** GIVEN RECORDS follows **

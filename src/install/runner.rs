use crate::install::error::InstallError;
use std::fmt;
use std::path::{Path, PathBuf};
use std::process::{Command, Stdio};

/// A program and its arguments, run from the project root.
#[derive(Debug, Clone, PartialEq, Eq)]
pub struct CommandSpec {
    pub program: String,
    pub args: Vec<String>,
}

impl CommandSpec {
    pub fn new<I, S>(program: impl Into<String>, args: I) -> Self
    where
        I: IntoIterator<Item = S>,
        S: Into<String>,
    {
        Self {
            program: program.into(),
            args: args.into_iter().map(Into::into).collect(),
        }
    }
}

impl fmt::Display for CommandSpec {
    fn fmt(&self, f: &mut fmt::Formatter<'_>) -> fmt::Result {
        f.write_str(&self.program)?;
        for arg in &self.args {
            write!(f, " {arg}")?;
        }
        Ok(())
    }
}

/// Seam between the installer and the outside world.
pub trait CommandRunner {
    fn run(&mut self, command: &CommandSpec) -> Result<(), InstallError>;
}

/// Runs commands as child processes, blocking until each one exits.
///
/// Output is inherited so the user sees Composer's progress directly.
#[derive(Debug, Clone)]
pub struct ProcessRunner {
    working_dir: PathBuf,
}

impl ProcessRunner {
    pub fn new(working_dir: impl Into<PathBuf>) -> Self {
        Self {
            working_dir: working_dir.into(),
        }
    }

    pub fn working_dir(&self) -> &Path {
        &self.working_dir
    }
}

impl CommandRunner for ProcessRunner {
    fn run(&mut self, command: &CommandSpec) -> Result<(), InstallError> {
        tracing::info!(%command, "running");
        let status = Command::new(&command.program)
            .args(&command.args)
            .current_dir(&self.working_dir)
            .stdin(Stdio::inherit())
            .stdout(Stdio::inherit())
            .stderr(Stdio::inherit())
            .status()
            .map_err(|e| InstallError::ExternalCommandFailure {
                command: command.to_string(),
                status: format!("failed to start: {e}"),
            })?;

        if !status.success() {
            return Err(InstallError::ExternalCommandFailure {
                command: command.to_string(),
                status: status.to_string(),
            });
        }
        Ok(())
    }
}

** End of GIVEN RECORDS **

• _TASK DESCRIPTION_:
Each record has to be given again exactly as written.

• _WRITTEN SOLUTION_:
filename src/install/runner.rs
use crate::install::error::InstallError;
use std::fmt;
use std::path::{Path, PathBuf};
use std::process::{Command, Stdio};

/// A program and its arguments, run from the project root.
#[derive(Debug, Clone, PartialEq, Eq)]
pub struct CommandSpec {
    pub program: String,
    pub args: Vec<String>,
}

impl CommandSpec {
    pub fn new<I, S>(program: impl Into<String>, args: I) -> Self
    where
        I: IntoIterator<Item = S>,
        S: Into<String>,
    {
        Self {
            program: program.into(),
            args: args.into_iter().map(Into::into).collect(),
        }
    }
}

impl fmt::Display for CommandSpec {
    fn fmt(&self, f: &mut fmt::Formatter<'_>) -> fmt::Result {
        f.write_str(&self.program)?;
        for arg in &self.args {
            write!(f, " {arg}")?;
        }
        Ok(())
    }
}

/// Seam between the installer and the outside world.
pub trait CommandRunner {
    fn run(&mut self, command: &CommandSpec) -> Result<(), InstallError>;
}

/// Runs commands as child processes, blocking until each one exits.
///
/// Output is inherited so the user sees Composer's progress directly.
#[derive(Debug, Clone)]
pub struct ProcessRunner {
    working_dir: PathBuf,
}

impl ProcessRunner {
    pub fn new(working_dir: impl Into<PathBuf>) -> Self {
        Self {
            working_dir: working_dir.into(),
        }
    }

    pub fn working_dir(&self) -> &Path {
        &self.working_dir
    }
}

impl CommandRunner for ProcessRunner {
    fn run(&mut self, command: &CommandSpec) -> Result<(), InstallError> {
        tracing::info!(%command, "running");
        let status = Command::new(&command.program)
            .args(&command.args)
            .current_dir(&self.working_dir)
            .stdin(Stdio::inherit())
            .stdout(Stdio::inherit())
            .stderr(Stdio::inherit())
            .status()
            .map_err(|e| InstallError::ExternalCommandFailure {
                command: command.to_string(),
                status: format!("failed to start: {e}"),
            })?;

        if !status.success() {
            return Err(InstallError::ExternalCommandFailure {
                command: command.to_string(),
                status: status.to_string(),
            });
        }
        Ok(())
    }
}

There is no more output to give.